The Bronze and the Brimstone by Lory S. Kaufman

     Hansum, Shamira and Lincoln, three teens from the 24th-century, are trapped in 14th-century Verona, Italy. They’ve survived many deadly experiences by keeping their wits about them and by introducing futuristic technology into the past. Principal among these inventions is the telescope, which brought them to the attention of the rich and powerful.      But standing out can get you into unexpected – situations. The nobles of Verona now believe Hansum is a savant, a genius inventor, especially after he brings them plans for advanced cannons and black powder.

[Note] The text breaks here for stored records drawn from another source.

//! Application configuration.
//!
//! The configuration is loaded from a JSON file
//! (`$XDG_CONFIG_HOME/scalegrid/config.json`).  The top-level schema uses
//! a `"scale"` key for the overview itself and a `"headless"` key for the
//! in-memory host the daemon drives, so the file can grow new sections
//! without breaking older ones.
//!
//! # Example
//!
//! ```json
//! {
//!   "scale": {
//!     "spacing": 40,
//!     "interact": false,
//!     "middle_click_close": true,
//!     "inactive_alpha": 0.6,
//!     "allow_zoom": false,
//!     "duration_ms": 500,
//!     "easing": "ease-out"
//!   },
//!   "headless": {
//!     "width": 1920,
//!     "height": 1080,
//!     "windows": [
//!       { "x": 100, "y": 100, "width": 800, "height": 600 },
//!       { "x": 300, "y": 250, "width": 300, "height": 200, "parent": 0 }
//!     ]
//!   }
//! }
//! ```

use crate::bezier::Easing;
use serde::{Deserialize, Serialize};
use std::path::Path;
use std::time::Duration;

/// Top-level configuration.
///
/// Every field is optional: a minimal `{}` file is valid and all sections
/// fall back to their compiled-in defaults.
#[derive(Debug, Clone, Default, Serialize, Deserialize)]
pub struct Config {
    /// Overview behaviour.
    #[serde(default)]
    pub scale: ScaleConfig,

    /// Output and seed windows for the headless host.
    #[serde(default)]
    pub headless: HeadlessConfig,
}

/// Overview behaviour.
#[derive(Debug, Clone, PartialEq, Serialize, Deserialize)]
#[serde(default)]
pub struct ScaleConfig {
    /// Gap around and between grid cells, in pixels.
    pub spacing: u32,
    /// Pass input through to the scaled windows instead of grabbing it.
    /// Clicks still focus; they just don't end the overview.
    pub interact: bool,
    /// Middle-clicking a window closes it.
    pub middle_click_close: bool,
    /// Opacity of unfocused windows, `0.0..=1.0`.
    pub inactive_alpha: f64,
    /// Allow windows smaller than their cell to be scaled up.
    pub allow_zoom: bool,
    /// Duration of the scale / translate animation (ms).
    pub duration_ms: u64,
    /// Duration of the opacity animation (ms).
    pub fade_duration_ms: u64,
    /// Easing curve for every animation.
    pub easing: Easing,
    /// Binding that toggles the overview for the current workspace.
    pub toggle: String,
    /// Binding that toggles the overview for all workspaces.
    pub toggle_all: String,
}

impl Default for ScaleConfig {
    fn default() -> Self {
        Self {
            spacing: 50,
            interact: false,
            middle_click_close: false,
            inactive_alpha: 0.75,
            allow_zoom: false,
            duration_ms: 750,
            fade_duration_ms: 1000,
            easing: Easing::Ease,
            toggle: "<super> KEY_P".into(),
            toggle_all: String::new(),
        }
    }
}

impl ScaleConfig {
    pub fn duration(&self) -> Duration {
        Duration::from_millis(self.duration_ms)
    }

    pub fn fade_duration(&self) -> Duration {
        Duration::from_millis(self.fade_duration_ms)
    }

    /// `inactive_alpha` clamped into `0.0..=1.0` (NaN counts as opaque).
    pub fn inactive_alpha(&self) -> f64 {
        if self.inactive_alpha.is_nan() {
            1.0
        } else {
            self.inactive_alpha.clamp(0.0, 1.0)
        }
    }
}

/// Output and seed windows for the headless host.
#[derive(Debug, Clone, PartialEq, Serialize, Deserialize)]
#[serde(default)]
pub struct HeadlessConfig {
    /// Output width in pixels.
    pub width: u32,
    /// Output height in pixels.
    pub height: u32,
    /// Columns of the workspace grid.
    pub workspace_cols: u32,
    /// Rows of the workspace grid.
    pub workspace_rows: u32,
    /// Windows mapped at start-up, in order.
    pub windows: Vec<SeedWindow>,
}

impl Default for HeadlessConfig {
    fn default() -> Self {
        Self {
            width: 1920,
            height: 1080,
            workspace_cols: 3,
            workspace_rows: 3,
            windows: Vec::new(),
        }
    }
}

/// A window mapped at start-up.  Coordinates are absolute on the
/// workspace plane (`x >= width` lies on the next workspace to the right).
#[derive(Debug, Clone, PartialEq, Serialize, Deserialize)]
pub struct SeedWindow {
    pub x: f64,
    pub y: f64,
    pub width: f64,
    pub height: f64,
    /// Index of an earlier entry in `windows` this one is a transient of.
    #[serde(default)]
    pub parent: Option<usize>,
}

impl Config {
    /// Load configuration from a JSON file at `path`.
    pub fn load(path: &Path) -> Result<Self, ConfigError> {
        let contents = std::fs::read_to_string(path)
            .map_err(|e| ConfigError(format!("failed to read {}: {}", path.display(), e)))?;
        let config: Self = serde_json::from_str(&contents)
            .map_err(|e| ConfigError(format!("failed to parse {}: {}", path.display(), e)))?;
        Ok(config)
    }
}

/// Error from loading or parsing a configuration file.
#[derive(Debug, thiserror::Error)]
#[error("config error: {0}")]
pub struct ConfigError(String);

#[cfg(test)]
mod tests {
    use super::*;

    #[test]
    fn deserialize_full_config() {
        let json = r#"{
            "scale": {
                "spacing": 40,
                "interact": true,
                "middle_click_close": true,
                "inactive_alpha": 0.5,
                "allow_zoom": true,
                "duration_ms": 300,
                "fade_duration_ms": 200,
                "easing": "linear",
                "toggle": "<super> KEY_S",
                "toggle_all": "<super> <shift> KEY_S"
            },
            "headless": {
                "width": 1280,
                "height": 720,
                "workspace_cols": 2,
                "workspace_rows": 1,
                "windows": [
                    { "x": 0, "y": 0, "width": 640, "height": 480 },
                    { "x": 10, "y": 10, "width": 100, "height": 50, "parent": 0 }
                ]
            }
        }"#;
        let cfg: Config = serde_json::from_str(json).unwrap();
        assert_eq!(cfg.scale.spacing, 40);
        assert!(cfg.scale.interact);
        assert!(cfg.scale.middle_click_close);
        assert_eq!(cfg.scale.inactive_alpha, 0.5);
        assert!(cfg.scale.allow_zoom);
        assert_eq!(cfg.scale.duration(), Duration::from_millis(300));
        assert_eq!(cfg.scale.fade_duration(), Duration::from_millis(200));
        assert_eq!(cfg.scale.easing, Easing::Linear);
        assert_eq!(cfg.scale.toggle_all, "<super> <shift> KEY_S");
        assert_eq!(cfg.headless.width, 1280);
        assert_eq!(cfg.headless.workspace_cols, 2);
        assert_eq!(cfg.headless.windows.len(), 2);
        assert_eq!(cfg.headless.windows[1].parent, Some(0));
    }

    #[test]
    fn deserialize_empty_uses_defaults() {
        let cfg: Config = serde_json::from_str("{}").unwrap();
        assert_eq!(cfg.scale, ScaleConfig::default());
        assert_eq!(cfg.headless, HeadlessConfig::default());
    }

    #[test]
    fn deserialize_partial_scale() {
        let cfg: Config = serde_json::from_str(r#"{ "scale": { "spacing": 10 } }"#).unwrap();
        assert_eq!(cfg.scale.spacing, 10);
        let d = ScaleConfig::default();
        assert_eq!(cfg.scale.duration_ms, d.duration_ms);
        assert_eq!(cfg.scale.inactive_alpha, d.inactive_alpha);
    }

    #[test]
    fn inactive_alpha_is_clamped() {
        let mut c = ScaleConfig {
            inactive_alpha: 1.7,
            ..ScaleConfig::default()
        };
        assert_eq!(c.inactive_alpha(), 1.0);
        c.inactive_alpha = -0.2;
        assert_eq!(c.inactive_alpha(), 0.0);
        c.inactive_alpha = f64::NAN;
        assert_eq!(c.inactive_alpha(), 1.0);
    }

    #[test]
    fn unknown_top_level_keys_ignored() {
        let json = r#"{ "scale": {}, "future_section": { "key": 42 } }"#;
        let _cfg: Config = serde_json::from_str(json).unwrap();
    }

    #[test]
    fn load_reports_missing_file() {
        let path = std::env::temp_dir().join("scalegrid-test-does-not-exist.json");
        let err = Config::load(&path).unwrap_err();
        assert!(err.to_string().starts_with("config error: failed to read"));
    }
}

Being the center of attention is great, but the potential for trouble is now exponentially greater because people are watching Hansum’s every move.
     Meanwhile, artistic genius Shamira has fallen for a Florentine artist with bloody and disastrous consequences. Lincoln, considered an incompetent back home in the 24th-century, has blossomed – at least until he’s shot in the head with an arrow. And Hansum, after secretly marrying his new master’s beautiful daughter, Guilietta, is offered the hand in marriage of lady Beatrice, daughter of the ruler of Verona. To refuse could mean calamity for all the teens.
     Amazingly, none of this is their biggest challenge. Because a rash illness is spreading across Verona – and it is threatening to consume everyone.
--Taken from the back cover of The Bronze and the Brimstone

     As much as I enjoyed the last novel, I think that this one was even better. Normally I prefer the first of any series, books or movies, but Kaufman really came into his writing in this book. He is really able to throw the reader head-first into the story.
     It was easy for me to get right back into the world that was created in The Lens and the Looker. While the first book took me a bit to get interested, this one did not. I was on the edge of my seat for most of the novel. I loved how well it flowed and how many twists and turns there were!
     In addition to the great plot, there are fantastic characters. Kaufman is truly amazing at developing his characters into real people. They have their flaws, their strong points, and all of the worries that being alive means.
     Hansum really takes the lead throughout this novel. He is the one trying to make their situation work. More than anything, he is trying to make a life for himself in the fourteenth century. Pan becomes an invaluable resource for him as he begins his dealings with the Podesta, but it is Hansum who has to learn how to deal with a noble. He proves himself over the course of the book.
     Lincoln really grows up too. He takes on the responsibility of two little boys and basically becomes a big brother to them. It's so cute to see how they adore him. Of course, as much as he has grown up, Lincoln is still the funny kid from the first book. Nothing can stop him from his jokes.
     Shamira is just great. I wish I had her artistic skill. I know I've mentioned that, but it's still true. I love that she is strong willed. It really comes in handy, but I won't spoil that for you!
     Signora della Cappa, the Master's wife and Gulietta's mother, plays a much more integral part in this novel than in the last. At first, I was very skeptical about her. She seemed so loony and almost malicious. As I continued reading though, I realized that she really wasn't. It just took her longer to get used to people. By the end of the novel, I adored her.
      I got so caught up in The Bronze and the Brimstone that I stayed up past midnight to finish it, even though I had to get up early the next day. I just had to know what was going to happen! Goodness, my eyes teared up, but I had to keep reading! The book certainly did not end how I expected - which is a good thing. I find that I keep thinking about the ending, even though I'm in the midst of reading other books. I am eagerly awaiting the third installment!
     Rating: 10

*The fact that I received this book from the author did not influence my opinion of it in any way. This was my honest review.